Sima Hui (fl. third century), courtesy name Decao and pseudonym Shuijing, was a hermit who lived during the late Eastern Han dynasty of China.


Sima Hui was from Yangzhai County (陽翟縣), Yingchuan Commandery (潁川郡), which is around present-day Yuzhou, Henan. He lived in northern Jing Province (covering present-day Hubei and Hunan). He is popularly remembered as the one who recommended Zhuge Liang and Pang Tong to the warlord Liu Bei in the 14th-century historical novel Romance of the Three Kingdoms, even though historically it was his friend Pang Degong (龐德公; Pang Tong's uncle) who did so.

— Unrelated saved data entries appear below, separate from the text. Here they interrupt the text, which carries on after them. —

//! Projects streamed content deltas onto a line-oriented document.
//!
//! A write session owns a single cursor for its lifetime. All line
//! advancement happens in [`WriteSession::advance_line`]; deltas with
//! embedded newlines split into fragments with the cursor advancing
//! between fragments, so line accounting stays correct while the document
//! grows underneath the stream.

use vaultscribe_core::DocumentBuffer;

/// An active write session over a document buffer.
///
/// The cursor is monotonically non-decreasing for the session's lifetime.
pub struct WriteSession<'a, D: DocumentBuffer + ?Sized> {
    doc: &'a mut D,
    cursor: usize,
    /// Accumulates content to detect (and drop) model-introduced leading
    /// whitespace before any real content arrives.
    buffered: String,
}

impl<'a, D: DocumentBuffer + ?Sized> WriteSession<'a, D> {
    /// Begin a session at the first blank line at or after `start_line`,
    /// then write the leading blank line that separates generated content
    /// from what precedes it.
    pub fn begin(doc: &'a mut D, start_line: usize) -> Self {
        let cursor = next_blank_line(doc, start_line);
        let mut session = Self {
            doc,
            cursor,
            buffered: String::new(),
        };
        session.advance_line();
        session
    }

    /// Current cursor line.
    pub fn cursor(&self) -> usize {
        self.cursor
    }

    /// Apply one content delta at the cursor.
    ///
    /// Deltas arriving before any visible content are trimmed; wholly
    /// whitespace ones are dropped. A delta with `n` embedded newlines
    /// produces `n + 1` fragment writes and `n` cursor advances.
    pub fn apply(&mut self, delta: &str) {
        let text = if self.buffered.is_empty() {
            let trimmed = delta.trim();
            if trimmed.is_empty() {
                return;
            }
            self.buffered.push_str(trimmed);
            trimmed.to_string()
        } else {
            delta.to_string()
        };

        for (i, fragment) in text.split('\n').enumerate() {
            if i > 0 {
                self.advance_line();
            }
            self.append_to_current_line(fragment);
        }
    }

    /// Close the session, appending the trailing blank line.
    pub fn close(mut self) {
        self.advance_line();
    }

    fn append_to_current_line(&mut self, fragment: &str) {
        if fragment.is_empty() {
            return;
        }
        let line = self.doc.line(self.cursor);
        self.doc.set_line(self.cursor, &format!("{}{}", line, fragment));
    }

    fn advance_line(&mut self) {
        self.cursor += 1;
        if self.cursor > self.doc.last_line() {
            self.doc.append_line("");
        }
    }
}

/// First blank line at or after `start`, appending one when the scan runs
/// off the end of the document.
fn next_blank_line<D: DocumentBuffer + ?Sized>(doc: &mut D, start: usize) -> usize {
    let mut line = start;
    while !doc.line(line).trim().is_empty() {
        if line == doc.last_line() {
            doc.append_line("");
        }
        line += 1;
    }
    line
}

Sima Hui was known to never mention others' shortcomings or flaws. His reply to both good and bad news would always be "hao" (好; literally "good" or "yes"). When someone asked him, "How are you?", he replied, "Good." When somebody told him that their son had died, he said, "Very good." His wife chided him for that, saying, "Everyone sees you as a person of good moral conduct so they are willing to share their problems with you. Why do you say 'very good' when someone tells you that his son had died?" Sima Hui replied, "It's also good to hear what you've just said." This gave rise to the Chinese idiom haohao xiansheng (好好先生; literally "Mr. Yes" or "Mr. Good").

In Romance of the Three Kingdoms and popular culture

In Chapter 37 of the 14th-century historical novel Romance of the Three Kingdoms, Sima Hui is described to be a carefree, wandering man who is well-versed in many arts. He has a close relationship with Pang Tong, and refers to Pang Tong as a younger brother.

Sima Hui is also featured in Chan Mou's manhua The Ravages of Time as the teacher of the "Eight Enigmas", a group of elite strategists and advisers.